In their study involving the design of a problem solving examination paper, Jones & Inglis (2015) administered a test to 750 English secondary pupils of varying mathematical ability. The participants work was assessed by experts using comparative judgement in addition to a specially designed resource intensive marking procedure. The construct of comparative judgment has an underlying theoretical basis grounded within a well-established psychological principle that people are more reliable when comparing outputs concurrently than when they are asked to judge something in isolation. In another English study, Jones, Swan & Pollitt (2014) demonstrated that comparative judgement was not a barrier to assessing mathematical problem solving. Results obtained from a review of a sample of examination scripts derived its validity from what is valued and expected by mathematics

professionals, rather than what can be precisely captured in scoring rubrics.

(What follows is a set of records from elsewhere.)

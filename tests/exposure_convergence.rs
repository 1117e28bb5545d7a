//! Convergence of the mean-brightness feedback loop.
//!
//! The sky is modelled as `mean = min(1, shutter * gain / K)`; from any
//! starting exposure the controller must reach the deadband around the
//! target in a bounded number of steps, and quickstart must clear exactly
//! when it does.

use std::time::Duration;

use allsky_capture::exposure::{ExposureController, FeedbackSettings, StepCoefficients};
use allsky_capture::profile::{CaptureProfile, Classification, PeriodSettings, WhiteBalance};

/// Exposure (shutter x gain) that saturates the sensor.
const K: f64 = 10_000_000.0;

const MAX_ITERATIONS: usize = 40;

fn sky(shutter_us: u64, gain: f64) -> f64 {
    (shutter_us as f64 * gain / K).min(1.0)
}

fn profile(exposure_us: u64, gain: f64, auto_exposure: bool, auto_gain: bool) -> CaptureProfile {
    CaptureProfile::from_period(
        Classification::Night,
        &PeriodSettings {
            auto_exposure,
            exposure_us,
            max_exposure_us: 60_000_000,
            auto_gain,
            gain,
            max_gain: 16.0,
            brightness: 0,
            bin: 1,
            delay: Duration::from_secs(10),
            target_mean: 0.2,
        },
        WhiteBalance::default(),
    )
}

fn feedback(coefficients: StepCoefficients) -> FeedbackSettings {
    FeedbackSettings {
        enabled: true,
        threshold: 0.05,
        coefficients,
    }
}

/// Run the loop and return how many captures it took to converge.
fn converge(controller: &mut ExposureController) -> usize {
    for i in 1..=MAX_ITERATIONS {
        let setting = controller.exposure();
        assert!(controller.quickstart(), "quickstart cleared early at step {}", i);

        let adjustment = controller.update(sky(setting.shutter_us, setting.gain));
        if adjustment.converged {
            assert!(!controller.quickstart());
            let mean = sky(adjustment.next.shutter_us, adjustment.next.gain);
            assert!((0.2 - mean).abs() <= 0.05);
            return i;
        }
    }
    panic!("no convergence within {} captures", MAX_ITERATIONS);
}

#[test]
fn test_converges_from_any_start() {
    for start_us in [100, 10_000, 1_000_000, 2_000_000, 20_000_000, 60_000_000] {
        let mut controller = ExposureController::new(
            feedback(StepCoefficients::default()),
            &profile(start_us, 1.0, true, false),
        );
        let steps = converge(&mut controller);
        assert!(steps <= 25, "start {} us took {} steps", start_us, steps);
    }
}

#[test]
fn test_converges_with_linear_step() {
    let coefficients = StepCoefficients {
        p0: 0.0,
        p1: 10.0,
        p2: 0.0,
    };
    for start_us in [1_000, 500_000, 30_000_000] {
        let mut controller =
            ExposureController::new(feedback(coefficients), &profile(start_us, 1.0, true, false));
        converge(&mut controller);
    }
}

#[test]
fn test_converges_with_auto_gain_only() {
    // Shutter pinned at 0.5 s, gain does all the work: target needs gain 4.
    let mut controller = ExposureController::new(
        feedback(StepCoefficients::default()),
        &profile(500_000, 1.0, false, true),
    );
    converge(&mut controller);
    let setting = controller.exposure();
    assert_eq!(setting.shutter_us, 500_000);
    assert!(setting.gain > 1.0);
}

#[test]
fn test_converged_setting_is_stable() {
    let mut controller = ExposureController::new(
        feedback(StepCoefficients::default()),
        &profile(100_000, 1.0, true, false),
    );
    converge(&mut controller);
    let settled = controller.exposure();

    for _ in 0..5 {
        let adjustment = controller.update(sky(settled.shutter_us, settled.gain));
        assert!(adjustment.converged);
        assert_eq!(controller.exposure(), settled);
    }
}

#[test]
fn test_reset_restores_quickstart() {
    let night = profile(100_000, 1.0, true, false);
    let mut controller = ExposureController::new(feedback(StepCoefficients::default()), &night);
    converge(&mut controller);
    assert!(!controller.quickstart());

    controller.reset(&night);
    assert!(controller.quickstart());
    assert_eq!(controller.exposure().shutter_us, 100_000);
}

Both Jones & Inglis (2015) and Jones, Swan & Pollitt (2014) found that comparative judgment was successful and raise the possibility of a richer diet of mathematical assessments anchored on holistic relatively unstructured tasks being available to future Scottish pupils. However, if the goal of developing proficiently in mathematical problem solving is to be realised, its importance must be communicated to pupils, teachers and the general public through the assessments that are offered (Silver & Kilpatrick, 1989). Moreover, the main summative assessment challenge for stakeholders in Scotland is not novel planning or peripheral methodology concerns but a deviation from traditional measurements fixated by the recall of facts and fluency of procedural knowledge.